SW bottom of the jobs leader board

The South West jobs Outlook has dropped nine percentage points on the last quarter according to Manpower, the world’s workforce experts. At +1%, hiring intentions in the South West are at their lowest level in more than a year and the weakest in the country (alongside Yorkshire and Humberside).

The Manpower Employment Outlook Survey is based on responses from 2,110 UK employers. It asks whether employers intend to hire additional workers or reduce the size of their workforce in the coming quarter. It is the most comprehensive, forward-looking employment survey of its kind and is used as a key economic statistic by both the Bank of England and the UK government.

“The Outlook for the South West has taken a tumble this quarter, as the volume of roles coming on to the market slows substantially,” says Krissie Davies, Operations Director at Manpower. “However, it is important not to lose sight of the fact that while the overall Outlook in the South West has dropped off since the last quarter; those with the right skills are finding opportunities”.

“Plymouth is experiencing a mix of activity with engineering, warehouse and administrative roles picking up on the temporary side. In the permanent market, we’re seeing two major problems: fewer positions opening up and fewer candidates with the skills needed to fill the shrinking number of vacancies. Adding to the challenge, employers are becoming increasingly demanding and only want to see the very top performers.”

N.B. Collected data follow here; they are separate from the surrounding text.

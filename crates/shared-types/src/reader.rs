//! # Ledger Transaction Reader
//!
//! Walks the processing results of a `LedgerCloseMeta` in apply order and
//! pairs each with the envelope it was produced from.
//!
//! Envelopes are located by hash: every envelope in the transaction set is
//! hashed with the network id when the reader is opened. A result whose hash
//! has no envelope yields `ReadOutcome::Unreadable` and the walk continues.

use std::collections::HashMap;

use tracing::debug;

use crate::entities::{
    network_id, FeeBumpInnerTx, Hash, LedgerCloseMeta, TransactionEnvelope, TransactionResult,
    TransactionResultMeta,
};
use crate::errors::ReaderError;

/// Highest `LedgerCloseMeta::version` this reader understands.
pub const MAX_SUPPORTED_META_VERSION: u8 = 1;

/// One transaction with its envelope and processing result.
#[derive(Debug, Clone, PartialEq, Eq)]
pub struct LedgerTransaction {
    /// 1-based position in apply order.
    pub index: u32,
    /// Network-scoped transaction hash.
    pub hash: Hash,
    pub envelope: TransactionEnvelope,
    pub result: TransactionResult,
}

/// A processing result whose envelope is not in the transaction set.
#[derive(Debug, Clone, Copy, PartialEq, Eq)]
pub struct UnreadableTransaction {
    /// 1-based position in apply order.
    pub index: u32,
    /// Hash the result refers to.
    pub hash: Hash,
}

impl UnreadableTransaction {
    pub fn hash_hex(&self) -> String {
        hex::encode(self.hash)
    }
}

/// What a single `read` produced.
#[derive(Debug, Clone, PartialEq, Eq)]
pub enum ReadOutcome {
    Transaction(LedgerTransaction),
    Unreadable(UnreadableTransaction),
    EndOfLedger,
}

/// Reader over the transactions of one ledger.
pub struct LedgerTransactionReader<'a> {
    envelopes: HashMap<Hash, &'a TransactionEnvelope>,
    results: std::slice::Iter<'a, TransactionResultMeta>,
    next_index: u32,
}

impl<'a> LedgerTransactionReader<'a> {
    /// Open a reader for `meta` on the network named by `network_passphrase`.
    ///
    /// # Errors
    ///
    /// - `EmptyPassphrase` if the passphrase is empty
    /// - `UnsupportedMetaVersion` if `meta.version` is newer than supported
    /// - `Serialization` if an envelope cannot be hashed
    /// - `DuplicateTransaction` if two envelopes share a hash
    pub fn new(network_passphrase: &str, meta: &'a LedgerCloseMeta) -> Result<Self, ReaderError> {
        if network_passphrase.is_empty() {
            return Err(ReaderError::EmptyPassphrase);
        }
        if meta.version > MAX_SUPPORTED_META_VERSION {
            return Err(ReaderError::UnsupportedMetaVersion {
                version: meta.version,
            });
        }

        let id = network_id(network_passphrase);
        let mut envelopes = HashMap::with_capacity(meta.tx_set.len());
        for envelope in &meta.tx_set {
            let hash = envelope.hash(&id)?;
            if envelopes.insert(hash, envelope).is_some() {
                return Err(ReaderError::DuplicateTransaction {
                    hash: hex::encode(hash),
                });
            }
        }

        debug!(
            ledger = meta.sequence(),
            envelopes = envelopes.len(),
            results = meta.tx_processing.len(),
            "Opened ledger transaction reader"
        );

        Ok(Self {
            envelopes,
            results: meta.tx_processing.iter(),
            next_index: 1,
        })
    }

    /// Read the next transaction in apply order.
    pub fn read(&mut self) -> Result<ReadOutcome, ReaderError> {
        let Some(meta) = self.results.next() else {
            return Ok(ReadOutcome::EndOfLedger);
        };

        let index = self.next_index;
        self.next_index += 1;

        if meta.result.fee_charged < 0 {
            return Err(ReaderError::Corrupt {
                index,
                reason: format!("negative fee_charged {}", meta.result.fee_charged),
            });
        }

        match self.envelopes.get(&meta.transaction_hash) {
            Some(envelope) => {
                if let Some(fee) = declared_resource_fee(envelope).filter(|fee| *fee < 0) {
                    return Err(ReaderError::Corrupt {
                        index,
                        reason: format!("negative resource_fee {}", fee),
                    });
                }
                Ok(ReadOutcome::Transaction(LedgerTransaction {
                    index,
                    hash: meta.transaction_hash,
                    envelope: (*envelope).clone(),
                    result: meta.result.clone(),
                }))
            }
            None => Ok(ReadOutcome::Unreadable(UnreadableTransaction {
                index,
                hash: meta.transaction_hash,
            })),
        }
    }
}

/// Resource fee declared by a smart-contract transaction, if any.
fn declared_resource_fee(envelope: &TransactionEnvelope) -> Option<i64> {
    let tx = match envelope {
        TransactionEnvelope::TxV0(_) => return None,
        TransactionEnvelope::Tx(env) => &env.tx,
        TransactionEnvelope::FeeBump(env) => match &env.tx.inner_tx {
            FeeBumpInnerTx::Tx(inner) => &inner.tx,
        },
    };
    tx.ext.soroban_data().map(|data| data.resource_fee)
}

“The skills gap is also being felt in Exeter and Bristol, with technical and business support expertise in particularly short supply, meaning employers face real issues in securing the right talent. One of the key trends we’re seeing in Exeter is a very low level of applications, as candidates are noticeably more discerning in the roles they apply for and the offers they accept. This is also an issue for Bristol’s call centres, as candidates are now approaching the jobs market with confidence and a good understanding of their value.”

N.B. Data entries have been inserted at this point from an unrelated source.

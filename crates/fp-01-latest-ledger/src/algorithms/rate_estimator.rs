//! Throughput Rate Estimator
//!
//! Successful operations per second between consecutive ledgers.
//!
//! ## State Machine
//!
//! ```text
//! Uninitialized ──observe(t)──→ Initialized(t) ──observe(t')──→ Initialized(t')
//! ```
//!
//! Every observation overwrites the stored close time, including the ones
//! that fell back to the nominal interval.

use chrono::{DateTime, Utc};
use tracing::debug;

use crate::domain::value_objects::{RateEstimate, NOMINAL_CLOSE_INTERVAL_SECS};

/// Compute the throughput for a ledger closing at `current`.
///
/// Falls back to `NOMINAL_CLOSE_INTERVAL_SECS` when there is no previous
/// close time, or when close times did not advance.
pub fn compute_rate(
    previous: Option<DateTime<Utc>>,
    current: DateTime<Utc>,
    successful_operation_count: u64,
) -> RateEstimate {
    let operations = successful_operation_count as f64;

    let transactions_per_second = match previous {
        Some(previous) => {
            let elapsed = (current - previous).num_milliseconds() as f64 / 1000.0;
            if elapsed > 0.0 {
                operations / elapsed
            } else {
                debug!(
                    %previous,
                    %current,
                    "Close time did not advance, using nominal interval"
                );
                operations / NOMINAL_CLOSE_INTERVAL_SECS
            }
        }
        None => operations / NOMINAL_CLOSE_INTERVAL_SECS,
    };

    RateEstimate {
        transactions_per_second,
        next_close_time: current,
    }
}

/// Holds the previous close time of one ledger stream.
///
/// One estimator per stream: sharing one between streams would mix their
/// close times.
#[derive(Clone, Debug, Default)]
pub struct RateEstimator {
    previous_close_time: Option<DateTime<Utc>>,
}

impl RateEstimator {
    pub fn new() -> Self {
        Self::default()
    }

    /// Close time of the last observed ledger.
    pub fn previous_close_time(&self) -> Option<DateTime<Utc>> {
        self.previous_close_time
    }

    /// Rate for a ledger closing at `closed_at`, remembering `closed_at`.
    pub fn observe(&mut self, closed_at: DateTime<Utc>, successful_operation_count: u64) -> f64 {
        let estimate = compute_rate(self.previous_close_time, closed_at, successful_operation_count);
        self.previous_close_time = Some(estimate.next_close_time);
        estimate.transactions_per_second
    }
}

Manpower today warns that a British exit from the European Union could leave businesses facing a critical talent shortage, with EU workers no longer able to move freely to the UK. The national seasonally adjusted Net Employment Outlook has fallen 1% for the second successive quarter to +5%. This second successive fall shows that, while there is still a strong requirement for new workers, overall businesses’ hiring intentions appear to have been hit by Brexit uncertainty.

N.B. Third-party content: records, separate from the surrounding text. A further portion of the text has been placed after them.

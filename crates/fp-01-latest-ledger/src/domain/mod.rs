//! Domain module for the Latest-Ledger processor
//!
//! Contains the result record, value objects, errors, and invariants.

pub mod entities;
pub mod errors;
pub mod invariants;
pub mod value_objects;

pub use entities::*;
pub use errors::*;
pub use value_objects::*;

James Hick, ‎ManpowerGroup Solutions Managing Director: “Employment in the UK is at an all-time high, but British businesses continue to create more jobs. Britain added 404,000 jobs in the last 12 months alone, and despite the uncertainties of Brexit, employers tell us they still need more workers. Make no mistake about the vital contribution EU workers make to Britain. There are currently 2.2m people from the EU working in the UK, but not all of them will stay here in the long term and we need the opportunity to replace the skills they bring. Britain today is a magnet for international talent, from finance to tech to the NHS. Leaving the EU will make it much more difficult to attract the brightest and best. It will mean more bureaucracy for those coming to Britain and salaries could be less competitive, especially if sterling falls, as many warn it could – including the Bank of England. To compete on the world stage British businesses need the flexibility and free movement that EU membership brings.”

For the second successive quarter every region of the country reports a positive Outlook. The West Midlands and Wales are the most positive regions (+11%) followed by the North East (+10%) and the East and East Midlands (both +9%). Outside the North East, the Northern Powerhouse has struggled with the North West matching the national average (+5%) and Yorkshire & Humberside reporting the joint least optimistic Outlook of the country (+1%). Optimism across the South of England has fallen, with London down two points to +7% and the South East down one point to +3. Scotland (+3%) and Northern Ireland (+5%) record falls of three and two points respectively.